Start of GIVEN DATA
//! # Tutorcache Async
//!
//! Stale-while-revalidate fetch orchestration for the tutorcache response cache.
//!
//! [`SwrCache`] wraps a [`CacheStore`](tutorcache_core::CacheStore) and decides,
//! per read, whether to answer from the cache, answer stale data while refetching
//! in the background, or block on the network.
//!
//! ## Features
//!
//! - **Instant stale reads**: stale entries are returned without waiting on the network
//! - **Single-flight revalidation**: at most one background refetch per key
//! - **Failure tolerant**: background failures are logged and the stale value kept
//! - **Tokio native**: revalidations are spawned on the current runtime
//!
//! ## Quick Start
//!
//! ```toml
//! [dependencies]
//! tutorcache-async = "0.4.0"
//! tokio = { version = "1", features = ["full"] }
//! ```
//!
//! ```rust
//! use serde_json::json;
//! use tutorcache_async::SwrCache;
//! use tutorcache_core::{CacheSettings, HttpMethod};
//!
//! # #[tokio::main(flavor = "current_thread")]
//! # async fn main() {
//! let cache: SwrCache<u32> = SwrCache::new(CacheSettings::default());
//! let params = json!({"subject": "math"});
//!
//! let count = cache
//!     .fetch_request("/tutors", Some(&params), || async { Ok::<_, String>(12) })
//!     .await
//!     .unwrap();
//! assert_eq!(count, 12);
//!
//! // A tutor was edited: everything tutor-shaped goes
//! assert_eq!(cache.invalidate_on_mutation("/tutors/7", HttpMethod::Put), 1);
//! # }
//! ```
mod swr;

pub use swr::SwrCache;

// Re-export the core so a single dependency is enough
pub use tutorcache_core;

/// Prelude module for convenient imports
pub mod prelude {
    pub use crate::SwrCache;
    pub use tutorcache_core::{
        cache_key, CacheConfig, CacheSettings, CacheStore, HttpMethod, ResourceType,
    };
}
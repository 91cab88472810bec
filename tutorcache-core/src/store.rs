use std::collections::HashMap;
use std::sync::atomic::{AtomicU64, Ordering};
use std::sync::Arc;

use parking_lot::RwLock;
use tracing::{debug, trace};

#[cfg(feature = "stats")]
use crate::CacheStats;
use crate::invalidation::UnclassifiedHook;
use crate::{
    CacheConfig, CacheEntry, CacheSettings, Classifier, Clock, EvictionPolicy, ResourceType,
    SystemClock,
};

/// Result of a [`CacheStore::get`].
///
/// A miss and an expired entry look the same (`data: None`, `is_expired: true`);
/// a merely stale entry still carries its data with `is_stale: true`, so callers
/// can choose between blocking on a refetch and serving while revalidating.
#[derive(Clone, Debug, PartialEq)]
pub struct CacheLookup<T> {
    pub data: Option<T>,
    pub is_stale: bool,
    pub is_expired: bool,
}

impl<T> CacheLookup<T> {
    fn miss() -> Self {
        Self {
            data: None,
            is_stale: false,
            is_expired: true,
        }
    }

    /// True when data was returned and it is still fresh.
    pub fn is_fresh(&self) -> bool {
        self.data.is_some() && !self.is_stale
    }
}

/// Memory-resident response cache shared by the transport layer and every call site.
///
/// The store owns a single map from cache key to [`CacheEntry`]; nothing outside
/// this crate mutates entries directly. Construct one per application session
/// and hand it out by reference (or `Arc`).
///
/// # Type Parameters
///
/// * `T` - The cached payload, usually the decoded response body
///
/// # Examples
///
/// ```
/// use tutorcache_core::{CacheSettings, CacheStore, ManualClock, ResourceType};
/// use std::sync::Arc;
/// use std::time::Duration;
///
/// let clock = Arc::new(ManualClock::new(0));
/// let store = CacheStore::with_clock(CacheSettings::default(), clock.clone());
///
/// store.set("tutors:{}", vec!["tutor-a"], Some(ResourceType::Tutors));
/// let lookup = store.get("tutors:{}");
/// assert_eq!(lookup.data, Some(vec!["tutor-a"]));
/// assert!(!lookup.is_stale);
///
/// // Past the tutors stale time (5 minutes) the data is still served, flagged stale
/// clock.advance(Duration::from_secs(301));
/// let lookup = store.get("tutors:{}");
/// assert_eq!(lookup.data, Some(vec!["tutor-a"]));
/// assert!(lookup.is_stale);
/// ```
pub struct CacheStore<T> {
    pub(crate) entries: RwLock<HashMap<String, CacheEntry<T>>>,
    pub(crate) settings: CacheSettings,
    pub(crate) eviction: EvictionPolicy,
    pub(crate) classifier: Classifier,
    pub(crate) clock: Arc<dyn Clock>,
    pub(crate) generation: AtomicU64,
    pub(crate) unclassified_hook: RwLock<Option<UnclassifiedHook>>,
    #[cfg(feature = "stats")]
    pub(crate) stats: CacheStats,
}

impl<T> CacheStore<T> {
    /// Creates a store on the wall clock.
    pub fn new(settings: CacheSettings) -> Self {
        Self::with_clock(settings, Arc::new(SystemClock))
    }

    /// Creates a store reading time from `clock`.
    pub fn with_clock(settings: CacheSettings, clock: Arc<dyn Clock>) -> Self {
        Self {
            entries: RwLock::new(HashMap::new()),
            eviction: EvictionPolicy::from_settings(&settings),
            settings,
            classifier: Classifier::default(),
            clock,
            generation: AtomicU64::new(0),
            unclassified_hook: RwLock::new(None),
            #[cfg(feature = "stats")]
            stats: CacheStats::new(),
        }
    }

    /// Replaces the default path classifier.
    pub fn with_classifier(mut self, classifier: Classifier) -> Self {
        self.classifier = classifier;
        self
    }

    pub fn settings(&self) -> &CacheSettings {
        &self.settings
    }

    pub fn classifier(&self) -> &Classifier {
        &self.classifier
    }

    /// Current time on the store's clock, in milliseconds.
    pub fn now_ms(&self) -> u64 {
        self.clock.now_ms()
    }

    /// Returns a reference to the cache statistics.
    #[cfg(feature = "stats")]
    pub fn stats(&self) -> &CacheStats {
        &self.stats
    }

    /// Stores `data` under `key` with the policy of `resource`.
    ///
    /// Replaces any existing entry, including its access statistics and its
    /// revalidation flag. When the key is new and the store is full, eviction
    /// runs first so the store never grows past `max_size`.
    pub fn set(&self, key: &str, data: T, resource: Option<ResourceType>) {
        self.set_with_config(key, data, resource, None);
    }

    /// Like [`set`](Self::set), with an explicit policy overriding the per-type one.
    pub fn set_with_config(
        &self,
        key: &str,
        data: T,
        resource: Option<ResourceType>,
        config: Option<CacheConfig>,
    ) {
        let config = config.unwrap_or_else(|| self.settings.policy_for(resource));
        let mut entries = self.entries.write();
        self.insert_locked(&mut entries, key, data, resource, &config);
    }

    pub(crate) fn insert_locked(
        &self,
        entries: &mut HashMap<String, CacheEntry<T>>,
        key: &str,
        data: T,
        resource: Option<ResourceType>,
        config: &CacheConfig,
    ) {
        let now = self.clock.now_ms();

        if !entries.contains_key(key) && self.eviction.needs_eviction(entries.len()) {
            let report = self.eviction.evict(entries, now);
            debug!(
                key,
                expired = report.expired.len(),
                aged_out = report.aged_out.len(),
                lru = report.lru.len(),
                remaining = entries.len(),
                "evicted cache entries before insert"
            );
            #[cfg(feature = "stats")]
            self.stats.record_evictions(report.total());
        }

        let generation = self.generation.fetch_add(1, Ordering::Relaxed) + 1;
        entries.insert(
            key.to_string(),
            CacheEntry::new(data, now, config, resource, generation),
        );
    }

    /// Removes one entry. Returns true if it existed.
    pub fn delete(&self, key: &str) -> bool {
        self.entries.write().remove(key).is_some()
    }

    /// Removes every entry.
    pub fn clear(&self) {
        self.entries.write().clear();
    }

    pub fn contains_key(&self, key: &str) -> bool {
        self.entries.read_recursive().contains_key(key)
    }

    pub fn len(&self) -> usize {
        self.entries.read_recursive().len()
    }

    pub fn is_empty(&self) -> bool {
        self.entries.read_recursive().is_empty()
    }

    /// Snapshot of all stored keys, in no particular order.
    pub fn keys(&self) -> Vec<String> {
        self.entries.read_recursive().keys().cloned().collect()
    }

    /// True while a background revalidation is in flight for `key`.
    pub fn is_revalidating(&self, key: &str) -> bool {
        self.entries
            .read_recursive()
            .get(key)
            .map_or(false, |entry| entry.is_revalidating)
    }

    /// Flags `key` as revalidating.
    ///
    /// Returns the entry's generation when the caller won the right to
    /// revalidate, or `None` if the entry is missing, still fresh, expired, or
    /// already being revalidated by someone else. The staleness check and the
    /// flag update happen under one write lock, so a caller holding an old
    /// stale read cannot start a second refetch of an entry that was just
    /// revalidated.
    pub fn begin_revalidation(&self, key: &str) -> Option<u64> {
        let now = self.clock.now_ms();
        let mut entries = self.entries.write();
        let entry = entries.get_mut(key)?;
        if entry.is_revalidating || !entry.is_stale(now) || entry.is_expired(now) {
            return None;
        }
        entry.is_revalidating = true;
        #[cfg(feature = "stats")]
        self.stats.record_revalidation();
        debug!(key, generation = entry.generation, "revalidation started");
        Some(entry.generation)
    }

    /// Writes the result of a successful background revalidation.
    ///
    /// With `guard_revalidation_writeback` enabled the write is skipped when
    /// the entry was invalidated or replaced after `generation` was handed out.
    /// Without the guard the data is written unconditionally, which can
    /// resurrect an entry that was deliberately invalidated mid-flight.
    ///
    /// Returns true if the data was written.
    pub fn complete_revalidation(
        &self,
        key: &str,
        generation: u64,
        data: T,
        resource: Option<ResourceType>,
    ) -> bool {
        let config = self.settings.policy_for(resource);
        let mut entries = self.entries.write();
        let current = entries.get(key).map(|entry| entry.generation);
        if self.settings.guard_revalidation_writeback && current != Some(generation) {
            debug!(
                key,
                generation,
                ?current,
                "revalidation result discarded, entry changed while in flight"
            );
            return false;
        }
        self.insert_locked(&mut entries, key, data, resource, &config);
        debug!(key, "revalidation stored");
        true
    }

    /// Clears the revalidating flag after a failed background refetch.
    ///
    /// The stale data stays in place; the next stale read retries.
    pub fn abort_revalidation(&self, key: &str, generation: u64) {
        #[cfg(feature = "stats")]
        self.stats.record_revalidation_failure();
        if let Some(entry) = self.entries.write().get_mut(key) {
            if entry.generation == generation {
                entry.is_revalidating = false;
            }
        }
    }
}

impl<T: Clone> CacheStore<T> {
    /// Reads `key`, updating its access statistics.
    ///
    /// An absent or expired key reports `is_expired: true` with no data, and an
    /// expired entry is removed so later reads miss as well.
    pub fn get(&self, key: &str) -> CacheLookup<T> {
        let now = self.clock.now_ms();
        let mut entries = self.entries.write();

        let Some(entry) = entries.get_mut(key) else {
            trace!(key, "cache miss");
            #[cfg(feature = "stats")]
            self.stats.record_miss();
            return CacheLookup::miss();
        };

        if entry.is_expired(now) {
            entries.remove(key);
            trace!(key, "cache entry expired");
            #[cfg(feature = "stats")]
            self.stats.record_miss();
            return CacheLookup::miss();
        }

        entry.touch(now);
        let is_stale = entry.is_stale(now);

        #[cfg(feature = "stats")]
        {
            if is_stale {
                self.stats.record_stale_hit();
            } else {
                self.stats.record_hit();
            }
        }
        trace!(key, is_stale, "cache hit");

        CacheLookup {
            data: Some(entry.data.clone()),
            is_stale,
            is_expired: false,
        }
    }

    /// Returns a copy of the entry without touching its access statistics.
    ///
    /// Expired entries are returned as-is; use [`get`](Self::get) for reads
    /// that honor expiry.
    pub fn peek(&self, key: &str) -> Option<CacheEntry<T>> {
        self.entries.read_recursive().get(key).cloned()
    }
}

impl<T> Default for CacheStore<T> {
    fn default() -> Self {
        Self::new(CacheSettings::default())
    }
}

impl<T> std::fmt::Debug for CacheStore<T> {
    fn fmt(&self, f: &mut std::fmt::Formatter<'_>) -> std::fmt::Result {
        f.debug_struct("CacheStore")
            .field("len", &self.len())
            .field("settings", &self.settings)
            .finish_non_exhaustive()
    }
}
End of GIVEN DATA
== EXERCISE DESCRIPTION ==
Please output an exact copy of the lines above, from the opening line of the data down to the line that contains "data while refetching".

== RESPONSE AREA ==
//! # Tutorcache Async
//!
//! Stale-while-revalidate fetch orchestration for the tutorcache response cache.
//!
//! [`SwrCache`] wraps a [`CacheStore`](tutorcache_core::CacheStore) and decides,
//! per read, whether to answer from the cache, answer stale data while refetching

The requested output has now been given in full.